• _Assignment_
Wherever the string "instance" appears in the entries below, return the line that holds it.

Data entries
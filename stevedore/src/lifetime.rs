/// How long a resolved instance lives once the backend has built it.
#[derive(Debug, Default, Clone, Copy, PartialEq, Eq, Hash)]
#[cfg_attr(feature = "config", derive(serde::Deserialize))]
#[cfg_attr(feature = "config", serde(rename_all = "snake_case"))]
pub enum Lifetime {
    /// A new instance for every resolution.
    #[default]
    Transient,
    /// One instance per execution context (thread, for the default backend).
    #[cfg_attr(feature = "config", serde(alias = "per_thread"))]
    PerExecutionContext,
    /// One instance for the whole container.
    Singleton,
}

impl Lifetime {
    #[inline]
    #[must_use]
    pub const fn name(&self) -> &'static str {
        match self {
            Self::Transient => "transient",
            Self::PerExecutionContext => "per_execution_context",
            Self::Singleton => "singleton",
        }
    }
}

• _Answer for the task_
/// How long a resolved instance lives once the backend has built it.
    /// A new instance for every resolution.
    /// One instance per execution context (thread, for the default backend).
    /// One instance for the whole container.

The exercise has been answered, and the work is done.